BlackBerry maker Research In Motion is working with three other companies to launch a $150 million venture capital fund that will invest in companies developing new applications and services for mobile devices.
Electronic publisher Thomson Reuters and venture capital firms JLA Ventures and RBC Venture Partners have joined RIM to establish the fund. RIM said the fund won't be restricted to investing in BlackBerry-specific applications. It will also invest in start-ups as well as relatively mature software developers.
Specifically, investments will focus on services and applications such as mobile payments, advertising, retailing, and banking. It also will support companies developing applications for social networking, navigation and mapping, media and entertainment, lifestyle and personal productivity applications, and enterprise applications.
The fund will be co-managed by Canadian firm JLA Ventures and RBC Venture Partners.
The venture fund is part of RIM's bigger strategy. For one, the company wants to move more computer users from desktops to handheld devices. Earlier this month, it announced a partnership with enterprise software firm SAP to integrate all of the company's corporate software onto BlackBerrys.

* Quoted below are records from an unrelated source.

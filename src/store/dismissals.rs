//! Dismissal and forwarding records.
//!
//! Dismissal is terminal and immutable: rows are never updated or deleted,
//! and dismissing the same item again writes a fresh row. The audit entry
//! lands in the same transaction as the dismissal.

use chrono::{DateTime, Utc};
use rusqlite::params;
use uuid::Uuid;

use super::{audit::insert_audit, person_filter_params, person_filter_sql, to_ts, ts_col, Store, StoreError};
use crate::types::{AuditEntry, AuditLevel, DismissedItem, ForwardedMessage, ItemType};

impl Store {
    /// Write a dismissal row for an item. The reason is required; an empty
    /// reason is rejected before any SQL runs.
    pub fn dismiss_item(
        &self,
        item_id: &str,
        reason: &str,
        dismissed_by: &str,
    ) -> Result<DismissedItem, StoreError> {
        if reason.trim().is_empty() {
            return Err(StoreError::Integrity(
                "dismissal requires a non-empty reason".into(),
            ));
        }

        let item = self.get_item_by_id(item_id)?.ok_or_else(|| {
            StoreError::Integrity(format!("dismissal of unknown item {item_id}"))
        })?;

        let dismissed = DismissedItem {
            id: Uuid::new_v4().to_string(),
            item_id: item.id.clone(),
            item_type: item.item_type,
            reason: reason.to_string(),
            dismissed_at: Utc::now(),
            dismissed_by: dismissed_by.to_string(),
            original_subject: item.subject.clone(),
            original_from: item.from_email.clone(),
            original_date: item.created_at,
            person: item.person.clone(),
            pack_id: item.pack_id.clone(),
        };

        self.with_tx(|tx| {
            tx.execute(
                "INSERT INTO dismissed_items
                    (id, item_id, item_type, reason, dismissed_at, dismissed_by,
                     original_subject, original_from, original_date, person, pack_id)
                 VALUES (?1, ?2, ?3, ?4, ?5, ?6, ?7, ?8, ?9, ?10, ?11)",
                params![
                    dismissed.id,
                    dismissed.item_id,
                    dismissed.item_type.as_str(),
                    dismissed.reason,
                    to_ts(&dismissed.dismissed_at),
                    dismissed.dismissed_by,
                    dismissed.original_subject,
                    dismissed.original_from,
                    to_ts(&dismissed.original_date),
                    dismissed.person,
                    dismissed.pack_id,
                ],
            )?;
            insert_audit(
                tx,
                &AuditEntry {
                    timestamp: dismissed.dismissed_at,
                    level: AuditLevel::Info,
                    module: "store".into(),
                    action: "dismiss_item".into(),
                    details: serde_json::json!({
                        "itemId": dismissed.item_id,
                        "reason": dismissed.reason,
                    }),
                    message_id: Some(item.message_id.clone()),
                    event_fingerprint: None,
                    user_id: Some(dismissed.dismissed_by.clone()),
                },
            )?;
            Ok(())
        })?;

        Ok(dismissed)
    }

    pub fn is_item_dismissed(&self, item_id: &str) -> Result<bool, StoreError> {
        self.with_conn(|conn| {
            Ok(conn
                .prepare("SELECT 1 FROM dismissed_items WHERE item_id = ?1")?
                .exists([item_id])?)
        })
    }

    /// Dismissals within `[start, end]`, optionally filtered to one person
    /// (multi-person assignments included).
    pub fn list_dismissed_items(
        &self,
        start: DateTime<Utc>,
        end: DateTime<Utc>,
        person: Option<&str>,
    ) -> Result<Vec<DismissedItem>, StoreError> {
        self.with_conn(|conn| {
            let mut sql = String::from(
                "SELECT id, item_id, item_type, reason, dismissed_at, dismissed_by,
                        original_subject, original_from, original_date, person, pack_id
                 FROM dismissed_items WHERE dismissed_at >= ? AND dismissed_at <= ?",
            );
            let mut binds: Vec<String> = vec![to_ts(&start), to_ts(&end)];
            if let Some(name) = person {
                sql.push_str(&format!(" AND {}", person_filter_sql("person")));
                binds.extend(person_filter_params(name));
            }
            sql.push_str(" ORDER BY dismissed_at DESC");

            let mut stmt = conn.prepare(&sql)?;
            let rows = stmt.query_map(rusqlite::params_from_iter(binds), |row| {
                Ok(DismissedItem {
                    id: row.get(0)?,
                    item_id: row.get(1)?,
                    item_type: ItemType::parse(&row.get::<_, String>(2)?),
                    reason: row.get(3)?,
                    dismissed_at: ts_col(4, row.get(4)?)?,
                    dismissed_by: row.get(5)?,
                    original_subject: row.get(6)?,
                    original_from: row.get(7)?,
                    original_date: ts_col(8, row.get(8)?)?,
                    person: row.get(9)?,
                    pack_id: row.get(10)?,
                })
            })?;
            let mut out = Vec::new();
            for row in rows {
                out.push(row?);
            }
            Ok(out)
        })
    }

    pub fn insert_forwarded_message(&self, fwd: &ForwardedMessage) -> Result<(), StoreError> {
        self.with_tx(|tx| {
            tx.execute(
                "INSERT INTO forwarded_messages
                    (id, source_message_id, forwarded_at, forwarded_to, pack_id,
                     reason, conditions, success, error)
                 VALUES (?1, ?2, ?3, ?4, ?5, ?6, ?7, ?8, ?9)",
                params![
                    fwd.id,
                    fwd.source_message_id,
                    to_ts(&fwd.forwarded_at),
                    serde_json::to_string(&fwd.forwarded_to)?,
                    fwd.pack_id,
                    fwd.reason,
                    fwd.conditions,
                    fwd.success as i64,
                    fwd.error,
                ],
            )?;
            Ok(())
        })
    }

    pub fn list_forwarded_messages(
        &self,
        start: DateTime<Utc>,
        end: DateTime<Utc>,
    ) -> Result<Vec<ForwardedMessage>, StoreError> {
        self.with_conn(|conn| {
            let mut stmt = conn.prepare(
                "SELECT id, source_message_id, forwarded_at, forwarded_to, pack_id,
                        reason, conditions, success, error
                 FROM forwarded_messages
                 WHERE forwarded_at >= ?1 AND forwarded_at <= ?2
                 ORDER BY forwarded_at DESC",
            )?;
            let rows = stmt.query_map(params![to_ts(&start), to_ts(&end)], |row| {
                let to: String = row.get(3)?;
                Ok(ForwardedMessage {
                    id: row.get(0)?,
                    source_message_id: row.get(1)?,
                    forwarded_at: ts_col(2, row.get(2)?)?,
                    forwarded_to: serde_json::from_str(&to).unwrap_or_default(),
                    pack_id: row.get(4)?,
                    reason: row.get(5)?,
                    conditions: row.get(6)?,
                    success: row.get::<_, i64>(7)? != 0,
                    error: row.get(8)?,
                })
            })?;
            let mut out = Vec::new();
            for row in rows {
                out.push(row?);
            }
            Ok(out)
        })
    }
}
/// Build a digest over `[start, end]`.
pub fn build(
    store: &Store,
    start: DateTime<Utc>,
    end: DateTime<Utc>,
    dry_run: bool,
) -> Result<Digest, StoreError> {
    let window = vec![start.to_rfc3339(), end.to_rfc3339()];

    let created = store.with_conn(|conn| {
        let mut stmt = conn.prepare(
            "SELECT json_extract(event_intent, '$.title'),
                    json_extract(event_intent, '$.date')
             FROM events
             WHERE status = 'created' AND updated_at >= ?1 AND updated_at <= ?2
             ORDER BY updated_at ASC",
        )?;
        let rows = stmt.query_map(rusqlite::params_from_iter(window.clone()), |row| {
            let title: Option<String> = row.get(0)?;
            let date: Option<String> = row.get(1)?;
            Ok(match date {
                Some(date) => format!("{} on {date}", title.unwrap_or_default()),
                None => title.unwrap_or_default(),
            })
        })?;
        let mut lines = Vec::new();
        for row in rows {
            lines.push(row?);
        }
        Ok(lines)
    })?;

    let pending = items_where(
        store,
        "approved = 0 AND created_at >= ? AND created_at <= ?",
        window.clone(),
    )?;
    let approved_pending = items_where(
        store,
        "approved = 1 AND approved_at >= ? AND approved_at <= ?",
        window.clone(),
    )?;
    let deferred = items_where(
        store,
        "item_type = 'obligation' AND obligation_date IS NULL
         AND created_at >= ? AND created_at <= ?",
        window.clone(),
    )?;

    let forwarded = store.list_forwarded_messages(start, end)?;
    let dismissed = store.list_dismissed_items(start, end, None)?;
    let errors = store.list_audit_entries(AuditLevel::Warning, start, end)?;

    let sort_rows = |items: &[Item]| {
        let mut rows: Vec<DigestRow> = items.iter().map(row_from_item).collect();
        rows.sort_by_key(|r| r.category);
        rows
    };

    Ok(Digest {
        start,
        end,
        dry_run,
        created,
        pending: sort_rows(&pending),
        approved_pending: sort_rows(&approved_pending),
        forwarded,
        deferred: sort_rows(&deferred),
        dismissed,
        errors,
    })
}

// ============================================================================
// Rendering
// ============================================================================

fn glance_facts(digest: &Digest) -> Vec<String> {
    let mut seen = std::collections::HashSet::new();
    let mut facts = Vec::new();
    for row in digest.pending.iter().chain(&digest.approved_pending) {
        let Some(fact) = &row.fact else { continue };
        if seen.insert(fact.to_lowercase()) {
            facts.push(fact.clone());
            if facts.len() == MAX_FACTS {
                break;
            }
        }
    }
    facts
}

fn render_rows(out: &mut String, rows: &[DigestRow]) {
    let mut current_group: Option<&str> = None;
    for row in rows {
        if current_group != Some(row.group) {
            out.push_str(&format!("\n{}\n", row.group));
            current_group = Some(row.group);
        }
        out.push_str(&format!("  - {}", row.title));
        if let Some(fact) = &row.fact {
            out.push_str(&format!(" — {fact}"));
        }
        if row.needs_review {
            out.push_str(" [check details]");
        }
        out.push('\n');
        let sender = if row.sender_name.is_empty() {
            row.sender_email.clone()
        } else {
            format!("{} <{}>", row.sender_name, row.sender_email)
        };
        out.push_str(&format!("    From {sender}\n"));
        if !row.excerpt.is_empty() {
            out.push_str(&format!("    {}\n", row.excerpt));
        }
        if let Some(link) = &row.link {
            out.push_str(&format!("    {link}\n"));
        }
    }
}

/// Render the digest as plain text. The HTML template layer is a separate
/// consumer of the same `Digest` value.
pub fn render_text(digest: &Digest) -> String {
    let mut out = String::new();

    let label = if digest.dry_run { "[DRY RUN] " } else { "" };
    out.push_str(&format!(
        "{label}Family digest, {} to {}\n",
        digest.start.format("%b %-d"),
        digest.end.format("%b %-d"),
    ));

    if digest.is_quiet() {
        out.push_str("\nQuiet week — nothing deferred. Everything that arrived was handled.\n");
        if !digest.dismissed.is_empty() {
            out.push_str(&format!("({} dismissed)\n", digest.dismissed.len()));
        }
        return out;
    }

    let facts = glance_facts(digest);
    if !facts.is_empty() {
        out.push_str("\nThis Week at a Glance\n");
        for fact in facts {
            out.push_str(&format!("  * {fact}\n"));
        }
    }

    if !digest.created.is_empty() {
        out.push_str("\nOn the calendar\n");
        for line in &digest.created {
            out.push_str(&format!("  * {line}\n"));
        }
    }

    if !digest.pending.is_empty() {
        out.push_str("\nWaiting for your OK\n");
        render_rows(&mut out, &digest.pending);
    }

    if !digest.approved_pending.is_empty() {
        out.push_str("\nApproved, going out next\n");
        render_rows(&mut out, &digest.approved_pending);
    }

    if !digest.deferred.is_empty() {
        out.push_str("\nNeeds a date\n");
        render_rows(&mut out, &digest.deferred);
    }

    if !digest.forwarded.is_empty() {
        out.push_str("\nForwarded\n");
        for fwd in &digest.forwarded {
            out.push_str(&format!(
                "  * {} to {}\n",
                fwd.reason,
                fwd.forwarded_to.join(", ")
            ));
        }
    }

    if !digest.dismissed.is_empty() {
        out.push_str("\nDismissed\n");
        for d in &digest.dismissed {
            out.push_str(&format!("  * {} ({})\n", d.original_subject, d.reason));
        }
    }

    if !digest.errors.is_empty() {
        out.push_str("\nNeeds attention\n");
        for e in &digest.errors {
            let what = e
                .message_id
                .as_deref()
                .map(|id| format!(" message {id}"))
                .unwrap_or_default();
            out.push_str(&format!("  * {}{}\n", e.action, what));
        }
    }

    out
}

The fund will also help the second prong in RIM's overall strategy, which is to expand its user base to the mass market. The company makes the bulk of its revenue from corporate customers, but over the past 18 months it has also targeted consumers with new devices and partnerships with companies like Facebook. The new venture fund should help spur more innovation among developers.
"The mobile world has evolved well beyond phone calls and simple messaging to become an empowering and liberating platform that connects people to everything that matters most to them," Jim Balsillie, co-chief executive officer at RIM, said in a statement. "And the BlackBerry Partners Fund is being formed to help fuel innovation and activity in the mobile ecosystem."
Thomson Reuters is one of the world's largest electronic news publishers, providing information to lawyers, doctors, and financial professionals. Many of its customers are already BlackBerry users. The company sees mobile devices and applications as a critical piece of its own strategy.
"Thomson Reuters is committed to supporting the development of next-generation mobile applications that will provide our professional and business customers with anywhere, anytime capabilities," Devin Wenig, CEO of the Markets Division of Thomson Reuters, said in a statement. "The ability to make business-critical decisions with intelligent information available on mobile devices will give our customers a clear competitive advantage."